Update 5 October, 2020:
|And they tell two friends...|
Update September 21, 2020: WE want those that supplant too the succumbing giving to the Dwarves instead of Dwarfs to recognize semantics. The same being so relax Tolkien men and women. Too the woman once spelled too the man of the hour's name wrong. Who is that?
Update 28 May, 2020: To avoid the certain intrusion of the temperance crowd's thought I am implying getting black out drunk and out of control I struck the "they get wasted" text below. The point is we all get together and toast as the many Europeans do every evening to laugh and celebrate living. Salud! Skoal! Imagine that? Not me being the peice of shit drunk/drug addict? How about it? Though I did learn during my state sponsored DWI rehabilitation counseling that the state of North Carolina defines me the "European styled alcoholic". Put that in your pipe and smoke it and I'll pop my first brew of the day. Cheers!

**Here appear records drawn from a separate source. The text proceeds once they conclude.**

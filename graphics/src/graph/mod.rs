//! Frame-graph construction.
//!
//! Each frame, the declared passes are resolved into a [`FrameGraph`]: a
//! DAG whose edges are derived from the resources each pass touches.
//!
//! | Hazard | Edge |
//! |--------|------|
//! | read after write | last writer → reader |
//! | write after read | every reader since the last write → writer |
//! | write after write, no read between | rejected with [`GraphicsError::AmbiguousWriter`] |
//! | read after read | none |
//!
//! Edges only ever point from an earlier declaration to a later one, so the
//! graph is acyclic by construction and no cycle detection is needed.
//!
//! # Architecture
//!
//! | Layer | Type | Purpose |
//! |-------|------|---------|
//! | Pipeline | [`FramePipeline`](crate::pipeline::FramePipeline) | Frames in flight |
//! | **Graph** | [`FrameGraph`] | Pass dependencies (this module) |
//! | Pass | [`PassDeclaration`] | One unit of recorded GPU work |
//!
//! # Example
//!
//! ```
//! use cyclonite_graphics::graph::{FrameGraphBuilder, PassDeclaration, ResourceAccess};
//! use cyclonite_graphics::registry::ResourceRegistry;
//! use cyclonite_graphics::types::{ImageDescriptor, ImageFormat};
//!
//! let mut registry = ResourceRegistry::new();
//! let depth = registry.register_image(ImageDescriptor::new_2d(512, 512, ImageFormat::Depth32Float));
//! let color = registry.register_image(ImageDescriptor::new_2d(800, 600, ImageFormat::Rgba16Float));
//!
//! let mut builder = FrameGraphBuilder::new();
//! builder.add_pass(PassDeclaration::new("shadow").writes(depth, ResourceAccess::DepthStencilWrite));
//! builder.add_pass(
//!     PassDeclaration::new("lighting")
//!         .reads(depth, ResourceAccess::FragmentShaderRead)
//!         .writes(color, ResourceAccess::ColorAttachmentWrite),
//! );
//!
//! let graph = builder.build(&registry).unwrap();
//! assert_eq!(graph.edge_count(), 1);
//! ```

mod pass;
mod resource_usage;

pub use pass::{PassDeclaration, PassWork};
pub use resource_usage::{DeclaredAccess, ResourceAccess, ResourceUsage, UsageKind};

use std::cmp::Reverse;
use std::collections::{BinaryHeap, HashMap};

use crate::backend::{GpuCommandBuffer, SemaphoreWaitInfo};
use crate::error::GraphicsError;
use crate::registry::{ResourceHandle, ResourceRegistry};
use crate::types::QueueType;

use pass::PassParts;

/// Handle to a node in a [`FrameGraph`].
///
/// The index equals the declaration index of the pass.
#[derive(Debug, Clone, Copy, PartialEq, Eq, Hash, PartialOrd, Ord)]
pub struct NodeId(u32);

impl NodeId {
    pub(crate) fn new(index: u32) -> Self {
        Self(index)
    }

    pub fn index(self) -> usize {
        self.0 as usize
    }
}

/// A pass declaration plus its computed edges.
pub struct GraphNode {
    id: NodeId,
    name: String,
    queue: QueueType,
    usages: Vec<ResourceUsage>,
    predecessors: Vec<NodeId>,
    successors: Vec<NodeId>,
    work: Option<PassWork>,
    persistent: Option<GpuCommandBuffer>,
    external_waits: Vec<SemaphoreWaitInfo>,
}

impl GraphNode {
    pub fn id(&self) -> NodeId {
        self.id
    }

    pub fn name(&self) -> &str {
        &self.name
    }

    pub fn queue(&self) -> QueueType {
        self.queue
    }

    /// Resolved resource usages, one per distinct resource.
    pub fn usages(&self) -> &[ResourceUsage] {
        &self.usages
    }

    pub fn usage(&self, resource: ResourceHandle) -> Option<&ResourceUsage> {
        self.usages.iter().find(|u| u.resource == resource)
    }

    pub fn predecessors(&self) -> &[NodeId] {
        &self.predecessors
    }

    pub fn successors(&self) -> &[NodeId] {
        &self.successors
    }

    /// Command buffer submitted for this node instead of recording one.
    pub fn persistent_commands(&self) -> Option<GpuCommandBuffer> {
        self.persistent
    }

    /// Semaphores signaled outside the frame that this node waits on.
    pub fn external_waits(&self) -> &[SemaphoreWaitInfo] {
        &self.external_waits
    }
}

impl std::fmt::Debug for GraphNode {
    fn fmt(&self, f: &mut std::fmt::Formatter<'_>) -> std::fmt::Result {
        f.debug_struct("GraphNode")
            .field("id", &self.id)
            .field("name", &self.name)
            .field("queue", &self.queue)
            .field("usages", &self.usages)
            .field("predecessors", &self.predecessors)
            .field("persistent", &self.persistent)
            .finish_non_exhaustive()
    }
}

/// First and last node touching a resource in one frame.
#[derive(Debug, Clone, Copy, PartialEq, Eq)]
pub struct ResourceLifetime {
    pub first_use: NodeId,
    pub last_use: NodeId,
}

/// Dependency-resolved graph of one frame's passes.
///
/// Lives for exactly one frame; the pipeline drops it after submission or
/// when the frame is aborted.
#[derive(Debug)]
pub struct FrameGraph {
    nodes: Vec<GraphNode>,
    edge_count: usize,
    order: Vec<NodeId>,
    lifetimes: HashMap<ResourceHandle, ResourceLifetime>,
}

impl FrameGraph {
    pub fn nodes(&self) -> &[GraphNode] {
        &self.nodes
    }

    pub fn node(&self, id: NodeId) -> &GraphNode {
        &self.nodes[id.index()]
    }

    pub fn len(&self) -> usize {
        self.nodes.len()
    }

    pub fn is_empty(&self) -> bool {
        self.nodes.is_empty()
    }

    pub fn edge_count(&self) -> usize {
        self.edge_count
    }

    /// Iterate `(predecessor, successor)` edges.
    pub fn edges(&self) -> impl Iterator<Item = (NodeId, NodeId)> + '_ {
        self.nodes
            .iter()
            .flat_map(|n| n.predecessors.iter().map(move |&p| (p, n.id)))
    }

    /// Execution order. Among unrelated passes, declaration order is kept.
    pub fn topological_order(&self) -> &[NodeId] {
        &self.order
    }

    pub fn lifetime(&self, resource: ResourceHandle) -> Option<ResourceLifetime> {
        self.lifetimes.get(&resource).copied()
    }

    /// Every resource touched this frame.
    pub fn resources(&self) -> impl Iterator<Item = ResourceHandle> + '_ {
        self.lifetimes.keys().copied()
    }

    /// Check if `to` is reachable from `from` along graph edges.
    pub fn has_path(&self, from: NodeId, to: NodeId) -> bool {
        if from == to {
            return true;
        }
        let mut visited = vec![false; self.nodes.len()];
        let mut stack = vec![from];
        while let Some(id) = stack.pop() {
            for &next in &self.nodes[id.index()].successors {
                if next == to {
                    return true;
                }
                if !visited[next.index()] {
                    visited[next.index()] = true;
                    stack.push(next);
                }
            }
        }
        false
    }

    /// Check that neither node can reach the other.
    pub fn are_independent(&self, a: NodeId, b: NodeId) -> bool {
        a != b && !self.has_path(a, b) && !self.has_path(b, a)
    }

    pub(crate) fn take_work(&mut self, id: NodeId) -> Option<PassWork> {
        self.nodes[id.index()].work.take()
    }
}

/// Per-resource state while walking declarations.
#[derive(Default)]
struct ResourceTrack {
    last_writer: Option<NodeId>,
    readers_since_write: Vec<NodeId>,
}

/// Collects a frame's pass declarations and resolves them into a
/// [`FrameGraph`].
#[derive(Debug, Default)]
pub struct FrameGraphBuilder {
    passes: Vec<PassDeclaration>,
    cross_queue: bool,
}

impl FrameGraphBuilder {
    pub fn new() -> Self {
        Self::default()
    }

    /// Honor queue requests on passes. When disabled every pass is placed
    /// on the graphics queue.
    #[must_use]
    pub fn with_cross_queue(mut self, enabled: bool) -> Self {
        self.cross_queue = enabled;
        self
    }

    pub fn add_pass(&mut self, pass: PassDeclaration) -> NodeId {
        let id = NodeId::new(self.passes.len() as u32);
        self.passes.push(pass);
        id
    }

    pub fn len(&self) -> usize {
        self.passes.len()
    }

    pub fn is_empty(&self) -> bool {
        self.passes.is_empty()
    }

    /// Resolve declarations into a graph in a single pass over them.
    ///
    /// Fails with [`GraphicsError::UnknownResource`] if a pass names a
    /// resource the registry does not track, with
    /// [`GraphicsError::AmbiguousWriter`] if a resource is written twice with
    /// no read in between, and with [`GraphicsError::InvalidState`] if a
    /// persistent command buffer belongs to another queue than its pass.
    pub fn build(self, registry: &ResourceRegistry) -> Result<FrameGraph, GraphicsError> {
        cyclonite_core::profile_function!();

        let mut nodes = Vec::with_capacity(self.passes.len());
        let mut tracks: HashMap<ResourceHandle, ResourceTrack> = HashMap::new();
        let mut lifetimes: HashMap<ResourceHandle, ResourceLifetime> = HashMap::new();
        let mut edge_count = 0;

        for (index, pass) in self.passes.into_iter().enumerate() {
            let id = NodeId::new(index as u32);
            let PassParts {
                name,
                queue: requested_queue,
                accesses,
                work,
                persistent,
                external_waits,
            } = pass.into_parts();

            let queue = if self.cross_queue {
                requested_queue
            } else {
                if requested_queue != QueueType::Graphics {
                    log::debug!(
                        "FrameGraph: pass '{}' requested {:?}, cross-queue disabled, using graphics",
                        name,
                        requested_queue
                    );
                }
                QueueType::Graphics
            };

            if let Some(commands) = persistent
                && commands.queue() != queue
            {
                return Err(GraphicsError::InvalidState(format!(
                    "pass '{}' runs on {:?} but its persistent commands were recorded for {:?}",
                    name,
                    queue,
                    commands.queue()
                )));
            }

            let usages = resolve_usages(&accesses, registry, queue)?;
            let mut predecessors: Vec<NodeId> = Vec::new();

            for usage in &usages {
                let track = tracks.entry(usage.resource).or_default();

                if usage.kind.reads()
                    && let Some(writer) = track.last_writer
                {
                    add_unique(&mut predecessors, writer);
                }

                if usage.kind.writes() {
                    if !usage.kind.reads()
                        && track.readers_since_write.is_empty()
                        && let Some(writer) = track.last_writer
                    {
                        return Err(GraphicsError::AmbiguousWriter {
                            resource: usage.resource,
                            first: nodes_name(&nodes, writer),
                            second: name,
                        });
                    }
                    for &reader in &track.readers_since_write {
                        add_unique(&mut predecessors, reader);
                    }
                    track.last_writer = Some(id);
                    track.readers_since_write.clear();
                } else {
                    track.readers_since_write.push(id);
                }

                lifetimes
                    .entry(usage.resource)
                    .and_modify(|l| l.last_use = id)
                    .or_insert(ResourceLifetime {
                        first_use: id,
                        last_use: id,
                    });
            }

            predecessors.sort_unstable();
            for &pred in &predecessors {
                let pred_node: &mut GraphNode = &mut nodes[pred.index()];
                pred_node.successors.push(id);
                log::trace!("FrameGraph: edge '{}' -> '{}'", pred_node.name, name);
            }
            edge_count += predecessors.len();

            nodes.push(GraphNode {
                id,
                name,
                queue,
                usages,
                predecessors,
                successors: Vec::new(),
                work,
                persistent,
                external_waits,
            });
        }

        let order = topological_sort(&nodes);
        debug_assert_eq!(order.len(), nodes.len());

        log::trace!(
            "FrameGraph: {} nodes, {} edges, {} resources",
            nodes.len(),
            edge_count,
            lifetimes.len()
        );

        Ok(FrameGraph {
            nodes,
            edge_count,
            order,
            lifetimes,
        })
    }
}

fn add_unique(list: &mut Vec<NodeId>, id: NodeId) {
    if !list.contains(&id) {
        list.push(id);
    }
}

fn nodes_name(nodes: &[GraphNode], id: NodeId) -> String {
    nodes[id.index()].name.clone()
}

/// Resolve declared accesses against the registry, merging repeated
/// declarations of the same resource.
fn resolve_usages(
    accesses: &[DeclaredAccess],
    registry: &ResourceRegistry,
    queue: QueueType,
) -> Result<Vec<ResourceUsage>, GraphicsError> {
    let mut usages: Vec<ResourceUsage> = Vec::with_capacity(accesses.len());
    for declared in accesses {
        let kind = registry.descriptor(declared.resource)?.kind();
        let usage = ResourceUsage::new(declared, kind, queue);
        match usages.iter_mut().find(|u| u.resource == declared.resource) {
            Some(existing) => existing.merge(&usage),
            None => usages.push(usage),
        }
    }
    Ok(usages)
}

/// Kahn's algorithm with the ready set ordered by declaration index.
fn topological_sort(nodes: &[GraphNode]) -> Vec<NodeId> {
    let mut in_degree: Vec<usize> = nodes.iter().map(|n| n.predecessors.len()).collect();
    let mut ready: BinaryHeap<Reverse<NodeId>> = nodes
        .iter()
        .filter(|n| n.predecessors.is_empty())
        .map(|n| Reverse(n.id))
        .collect();

    let mut order = Vec::with_capacity(nodes.len());
    while let Some(Reverse(id)) = ready.pop() {
        order.push(id);
        for &succ in &nodes[id.index()].successors {
            in_degree[succ.index()] -= 1;
            if in_degree[succ.index()] == 0 {
                ready.push(Reverse(succ));
            }
        }
    }
    order
}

Here's my Hobbit rewrite for the modern age.
Instead of dwarfs we find an assemblage of Party Smurfs.
Instead of Bilbo Baggins the Party Smurfs travel with Kitty Licks.
When they happen upon the immense treasure they plan the party of the century.
Instead of unnecessary waste of life,
they get wasted, playing together day after day.
Everyone gets paid. Well.
When the fortune is spent, no one cares.
No one is in need. Relationships exist.
Everyone rests without worry.
Tonight is the party.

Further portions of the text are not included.